### Task goal
Which lines of the data contain the string "field"? Show each of them.

Stored items
= = = = = = =

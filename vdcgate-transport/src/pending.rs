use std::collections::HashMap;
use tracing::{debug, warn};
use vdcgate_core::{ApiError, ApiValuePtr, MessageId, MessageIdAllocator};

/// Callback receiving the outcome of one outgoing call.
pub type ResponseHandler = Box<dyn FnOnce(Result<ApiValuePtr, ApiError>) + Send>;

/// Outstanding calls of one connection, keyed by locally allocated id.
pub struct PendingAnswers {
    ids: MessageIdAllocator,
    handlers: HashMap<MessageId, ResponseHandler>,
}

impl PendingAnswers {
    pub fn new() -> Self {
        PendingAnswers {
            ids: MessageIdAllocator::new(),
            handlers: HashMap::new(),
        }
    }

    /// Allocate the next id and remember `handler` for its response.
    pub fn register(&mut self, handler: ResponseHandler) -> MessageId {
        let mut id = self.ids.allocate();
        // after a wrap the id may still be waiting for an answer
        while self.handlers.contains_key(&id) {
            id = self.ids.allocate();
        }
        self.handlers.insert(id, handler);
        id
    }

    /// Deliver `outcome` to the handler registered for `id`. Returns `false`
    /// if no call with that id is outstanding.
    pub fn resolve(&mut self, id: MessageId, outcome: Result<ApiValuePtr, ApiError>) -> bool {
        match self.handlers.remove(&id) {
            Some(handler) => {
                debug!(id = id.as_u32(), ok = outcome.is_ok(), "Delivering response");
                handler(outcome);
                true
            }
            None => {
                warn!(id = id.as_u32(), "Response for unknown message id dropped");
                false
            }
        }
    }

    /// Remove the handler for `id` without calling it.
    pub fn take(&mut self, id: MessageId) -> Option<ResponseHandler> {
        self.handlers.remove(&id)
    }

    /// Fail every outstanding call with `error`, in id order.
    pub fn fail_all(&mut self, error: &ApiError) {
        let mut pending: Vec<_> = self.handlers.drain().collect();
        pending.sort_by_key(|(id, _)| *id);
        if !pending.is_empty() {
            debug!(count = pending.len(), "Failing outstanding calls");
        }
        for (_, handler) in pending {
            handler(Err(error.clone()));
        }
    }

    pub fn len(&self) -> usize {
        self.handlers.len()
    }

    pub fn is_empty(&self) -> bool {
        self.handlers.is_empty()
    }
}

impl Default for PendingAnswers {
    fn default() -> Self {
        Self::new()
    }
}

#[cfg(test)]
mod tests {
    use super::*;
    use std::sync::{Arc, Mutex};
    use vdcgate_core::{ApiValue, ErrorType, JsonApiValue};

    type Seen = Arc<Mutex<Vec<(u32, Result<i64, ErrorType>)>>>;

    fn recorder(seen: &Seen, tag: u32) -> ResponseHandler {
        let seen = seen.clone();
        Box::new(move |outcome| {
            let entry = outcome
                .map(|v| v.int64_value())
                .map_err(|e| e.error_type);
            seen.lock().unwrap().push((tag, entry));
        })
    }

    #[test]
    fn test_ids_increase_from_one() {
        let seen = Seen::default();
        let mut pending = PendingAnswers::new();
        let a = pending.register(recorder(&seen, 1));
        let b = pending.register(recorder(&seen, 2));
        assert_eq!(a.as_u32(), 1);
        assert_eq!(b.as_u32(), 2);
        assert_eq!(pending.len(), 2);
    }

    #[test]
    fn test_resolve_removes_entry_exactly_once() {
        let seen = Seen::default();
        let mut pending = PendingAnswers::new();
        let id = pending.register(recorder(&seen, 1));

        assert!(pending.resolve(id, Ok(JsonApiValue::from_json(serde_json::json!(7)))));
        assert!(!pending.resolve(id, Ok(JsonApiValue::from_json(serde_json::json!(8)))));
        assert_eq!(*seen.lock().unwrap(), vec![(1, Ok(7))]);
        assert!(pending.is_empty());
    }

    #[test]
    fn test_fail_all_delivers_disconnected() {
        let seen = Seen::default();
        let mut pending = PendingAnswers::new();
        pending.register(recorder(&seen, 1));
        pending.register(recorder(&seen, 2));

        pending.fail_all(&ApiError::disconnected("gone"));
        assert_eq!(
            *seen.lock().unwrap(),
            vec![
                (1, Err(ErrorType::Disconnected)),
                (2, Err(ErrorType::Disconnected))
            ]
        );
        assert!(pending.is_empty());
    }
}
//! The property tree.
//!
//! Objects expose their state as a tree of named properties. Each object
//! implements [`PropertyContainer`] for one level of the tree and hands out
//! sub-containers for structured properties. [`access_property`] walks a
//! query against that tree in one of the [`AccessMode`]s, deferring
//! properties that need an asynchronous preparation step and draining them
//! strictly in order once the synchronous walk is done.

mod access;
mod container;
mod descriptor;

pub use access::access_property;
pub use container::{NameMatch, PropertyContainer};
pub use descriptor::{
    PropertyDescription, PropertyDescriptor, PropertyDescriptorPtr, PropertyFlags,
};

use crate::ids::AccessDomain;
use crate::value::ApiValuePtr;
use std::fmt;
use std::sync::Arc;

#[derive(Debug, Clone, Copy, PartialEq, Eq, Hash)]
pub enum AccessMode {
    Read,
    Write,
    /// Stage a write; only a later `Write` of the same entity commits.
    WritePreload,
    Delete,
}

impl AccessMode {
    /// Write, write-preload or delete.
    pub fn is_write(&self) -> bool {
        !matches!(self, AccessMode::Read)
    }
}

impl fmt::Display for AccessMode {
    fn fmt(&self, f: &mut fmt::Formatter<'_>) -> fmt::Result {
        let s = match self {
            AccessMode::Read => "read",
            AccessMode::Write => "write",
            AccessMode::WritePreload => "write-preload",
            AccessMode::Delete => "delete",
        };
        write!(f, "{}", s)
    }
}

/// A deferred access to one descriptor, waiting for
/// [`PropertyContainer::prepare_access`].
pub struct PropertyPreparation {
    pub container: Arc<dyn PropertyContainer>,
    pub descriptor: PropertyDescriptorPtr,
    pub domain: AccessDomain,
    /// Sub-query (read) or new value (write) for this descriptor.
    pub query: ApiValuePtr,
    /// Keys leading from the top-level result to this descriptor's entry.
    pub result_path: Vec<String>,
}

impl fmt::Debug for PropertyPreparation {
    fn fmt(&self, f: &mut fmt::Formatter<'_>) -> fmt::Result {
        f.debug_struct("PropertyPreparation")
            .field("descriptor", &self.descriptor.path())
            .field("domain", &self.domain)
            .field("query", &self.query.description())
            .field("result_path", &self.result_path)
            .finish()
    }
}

= = = = = = =

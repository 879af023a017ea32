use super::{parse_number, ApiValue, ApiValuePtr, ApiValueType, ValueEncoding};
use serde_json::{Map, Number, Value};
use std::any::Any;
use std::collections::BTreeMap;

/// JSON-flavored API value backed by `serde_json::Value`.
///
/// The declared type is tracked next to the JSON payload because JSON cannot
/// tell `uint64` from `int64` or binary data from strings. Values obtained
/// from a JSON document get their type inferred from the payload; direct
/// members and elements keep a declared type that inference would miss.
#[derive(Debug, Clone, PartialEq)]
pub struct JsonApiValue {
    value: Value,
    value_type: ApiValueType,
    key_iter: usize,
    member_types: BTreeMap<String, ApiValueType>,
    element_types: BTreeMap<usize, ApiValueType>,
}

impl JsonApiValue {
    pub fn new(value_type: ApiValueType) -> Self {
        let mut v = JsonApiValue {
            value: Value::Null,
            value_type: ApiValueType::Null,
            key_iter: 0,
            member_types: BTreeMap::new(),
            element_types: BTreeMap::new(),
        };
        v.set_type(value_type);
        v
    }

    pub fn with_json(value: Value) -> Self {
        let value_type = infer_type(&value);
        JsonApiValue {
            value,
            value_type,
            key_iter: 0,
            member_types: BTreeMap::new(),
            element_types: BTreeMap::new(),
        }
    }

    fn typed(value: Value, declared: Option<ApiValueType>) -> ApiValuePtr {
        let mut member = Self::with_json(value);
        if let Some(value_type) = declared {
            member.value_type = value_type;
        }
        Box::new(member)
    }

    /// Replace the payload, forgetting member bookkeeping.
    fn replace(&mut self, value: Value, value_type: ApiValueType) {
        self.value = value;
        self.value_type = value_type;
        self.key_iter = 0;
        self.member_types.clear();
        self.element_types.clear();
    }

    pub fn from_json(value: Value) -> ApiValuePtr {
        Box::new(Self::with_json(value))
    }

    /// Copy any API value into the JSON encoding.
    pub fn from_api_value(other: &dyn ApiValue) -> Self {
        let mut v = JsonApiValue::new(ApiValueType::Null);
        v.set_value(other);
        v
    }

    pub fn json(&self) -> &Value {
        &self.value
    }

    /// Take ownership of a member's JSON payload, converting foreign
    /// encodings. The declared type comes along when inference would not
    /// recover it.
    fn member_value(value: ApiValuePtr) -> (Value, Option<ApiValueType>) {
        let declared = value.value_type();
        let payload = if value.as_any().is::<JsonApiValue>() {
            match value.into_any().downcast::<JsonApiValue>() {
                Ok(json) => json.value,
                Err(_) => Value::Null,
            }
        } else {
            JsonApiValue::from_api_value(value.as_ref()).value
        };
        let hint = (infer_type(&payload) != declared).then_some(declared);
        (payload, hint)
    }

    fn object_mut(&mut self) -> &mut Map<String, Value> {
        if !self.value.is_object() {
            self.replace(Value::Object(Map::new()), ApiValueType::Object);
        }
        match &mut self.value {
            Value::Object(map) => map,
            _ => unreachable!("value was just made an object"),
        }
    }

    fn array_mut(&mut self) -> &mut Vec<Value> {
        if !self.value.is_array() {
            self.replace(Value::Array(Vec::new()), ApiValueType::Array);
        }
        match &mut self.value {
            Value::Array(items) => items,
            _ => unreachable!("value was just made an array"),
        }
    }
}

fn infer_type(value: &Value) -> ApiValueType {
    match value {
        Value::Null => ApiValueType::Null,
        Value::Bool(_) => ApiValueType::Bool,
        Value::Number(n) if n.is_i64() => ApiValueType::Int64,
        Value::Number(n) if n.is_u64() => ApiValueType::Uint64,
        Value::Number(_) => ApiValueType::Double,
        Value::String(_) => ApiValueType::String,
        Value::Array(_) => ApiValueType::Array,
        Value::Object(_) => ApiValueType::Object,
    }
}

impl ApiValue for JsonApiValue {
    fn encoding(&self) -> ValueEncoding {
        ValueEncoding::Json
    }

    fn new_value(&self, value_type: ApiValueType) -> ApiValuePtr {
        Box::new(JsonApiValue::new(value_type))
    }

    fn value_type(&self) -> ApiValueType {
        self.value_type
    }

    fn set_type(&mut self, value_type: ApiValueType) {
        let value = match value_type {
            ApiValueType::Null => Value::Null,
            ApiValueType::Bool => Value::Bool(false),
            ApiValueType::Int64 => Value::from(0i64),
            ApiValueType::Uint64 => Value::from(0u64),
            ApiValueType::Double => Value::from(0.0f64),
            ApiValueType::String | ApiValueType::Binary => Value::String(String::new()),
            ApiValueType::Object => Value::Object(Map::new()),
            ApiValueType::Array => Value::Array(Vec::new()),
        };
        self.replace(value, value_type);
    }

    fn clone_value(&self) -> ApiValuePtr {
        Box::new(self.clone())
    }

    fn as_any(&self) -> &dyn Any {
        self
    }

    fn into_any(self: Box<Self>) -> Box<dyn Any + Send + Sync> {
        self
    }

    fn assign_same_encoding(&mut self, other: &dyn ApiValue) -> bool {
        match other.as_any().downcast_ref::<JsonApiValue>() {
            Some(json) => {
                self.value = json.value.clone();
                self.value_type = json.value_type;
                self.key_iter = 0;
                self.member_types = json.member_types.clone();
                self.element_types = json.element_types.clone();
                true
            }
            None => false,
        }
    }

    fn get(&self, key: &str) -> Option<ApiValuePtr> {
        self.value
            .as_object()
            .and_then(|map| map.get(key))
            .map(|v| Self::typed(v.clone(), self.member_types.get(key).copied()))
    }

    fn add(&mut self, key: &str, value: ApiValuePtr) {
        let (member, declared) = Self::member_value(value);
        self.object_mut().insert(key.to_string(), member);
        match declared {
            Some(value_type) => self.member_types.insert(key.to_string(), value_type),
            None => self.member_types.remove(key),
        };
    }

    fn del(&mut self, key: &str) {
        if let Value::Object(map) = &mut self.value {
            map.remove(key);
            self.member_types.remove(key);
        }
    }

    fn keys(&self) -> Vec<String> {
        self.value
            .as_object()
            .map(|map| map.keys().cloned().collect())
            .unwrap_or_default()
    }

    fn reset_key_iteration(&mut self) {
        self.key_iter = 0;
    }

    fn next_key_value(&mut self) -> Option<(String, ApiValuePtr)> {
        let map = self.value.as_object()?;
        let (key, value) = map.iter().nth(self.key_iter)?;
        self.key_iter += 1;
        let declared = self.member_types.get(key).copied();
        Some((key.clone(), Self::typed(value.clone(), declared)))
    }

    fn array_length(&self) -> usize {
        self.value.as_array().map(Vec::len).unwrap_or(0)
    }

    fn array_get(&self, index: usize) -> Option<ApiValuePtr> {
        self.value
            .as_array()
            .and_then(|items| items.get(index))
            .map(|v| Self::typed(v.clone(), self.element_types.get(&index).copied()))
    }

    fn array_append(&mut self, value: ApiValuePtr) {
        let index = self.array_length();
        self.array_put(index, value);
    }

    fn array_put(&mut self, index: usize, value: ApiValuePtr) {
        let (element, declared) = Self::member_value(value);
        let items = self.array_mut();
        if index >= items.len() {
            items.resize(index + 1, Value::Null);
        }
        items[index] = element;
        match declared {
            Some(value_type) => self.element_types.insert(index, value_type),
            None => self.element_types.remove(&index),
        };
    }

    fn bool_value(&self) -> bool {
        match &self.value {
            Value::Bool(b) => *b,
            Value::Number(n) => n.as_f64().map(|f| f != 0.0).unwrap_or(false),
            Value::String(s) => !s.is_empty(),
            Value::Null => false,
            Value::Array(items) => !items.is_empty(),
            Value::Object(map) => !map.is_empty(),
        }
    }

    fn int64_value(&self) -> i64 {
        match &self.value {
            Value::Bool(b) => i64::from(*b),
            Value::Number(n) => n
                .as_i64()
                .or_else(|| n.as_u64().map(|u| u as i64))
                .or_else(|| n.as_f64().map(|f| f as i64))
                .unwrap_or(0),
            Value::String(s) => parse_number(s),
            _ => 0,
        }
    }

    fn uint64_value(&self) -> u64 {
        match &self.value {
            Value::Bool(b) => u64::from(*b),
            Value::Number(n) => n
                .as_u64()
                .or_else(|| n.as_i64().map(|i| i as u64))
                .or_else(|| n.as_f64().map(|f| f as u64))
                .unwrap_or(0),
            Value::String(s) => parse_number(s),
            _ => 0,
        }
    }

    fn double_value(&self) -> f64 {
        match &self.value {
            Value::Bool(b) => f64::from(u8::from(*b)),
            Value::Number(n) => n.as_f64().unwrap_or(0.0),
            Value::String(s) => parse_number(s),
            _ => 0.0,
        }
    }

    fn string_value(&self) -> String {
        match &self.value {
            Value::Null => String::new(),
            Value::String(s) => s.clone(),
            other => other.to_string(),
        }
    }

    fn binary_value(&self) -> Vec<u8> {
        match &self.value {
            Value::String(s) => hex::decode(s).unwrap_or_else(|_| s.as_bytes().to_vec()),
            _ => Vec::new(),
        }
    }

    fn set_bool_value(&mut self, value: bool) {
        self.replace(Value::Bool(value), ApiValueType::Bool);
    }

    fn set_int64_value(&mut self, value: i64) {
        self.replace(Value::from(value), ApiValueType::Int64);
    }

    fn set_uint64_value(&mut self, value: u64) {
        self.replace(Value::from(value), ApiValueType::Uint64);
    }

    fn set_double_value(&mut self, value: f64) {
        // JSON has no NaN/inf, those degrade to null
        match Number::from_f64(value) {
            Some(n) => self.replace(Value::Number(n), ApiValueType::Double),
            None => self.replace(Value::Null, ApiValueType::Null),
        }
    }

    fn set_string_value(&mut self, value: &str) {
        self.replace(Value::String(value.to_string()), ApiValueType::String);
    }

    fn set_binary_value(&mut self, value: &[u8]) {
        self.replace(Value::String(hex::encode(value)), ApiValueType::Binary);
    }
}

= = = = = = =

### Response to the task
            .field("descriptor", &self.descriptor.path())
            .field("domain", &self.domain)
            .field("query", &self.query.description())
            .field("result_path", &self.result_path)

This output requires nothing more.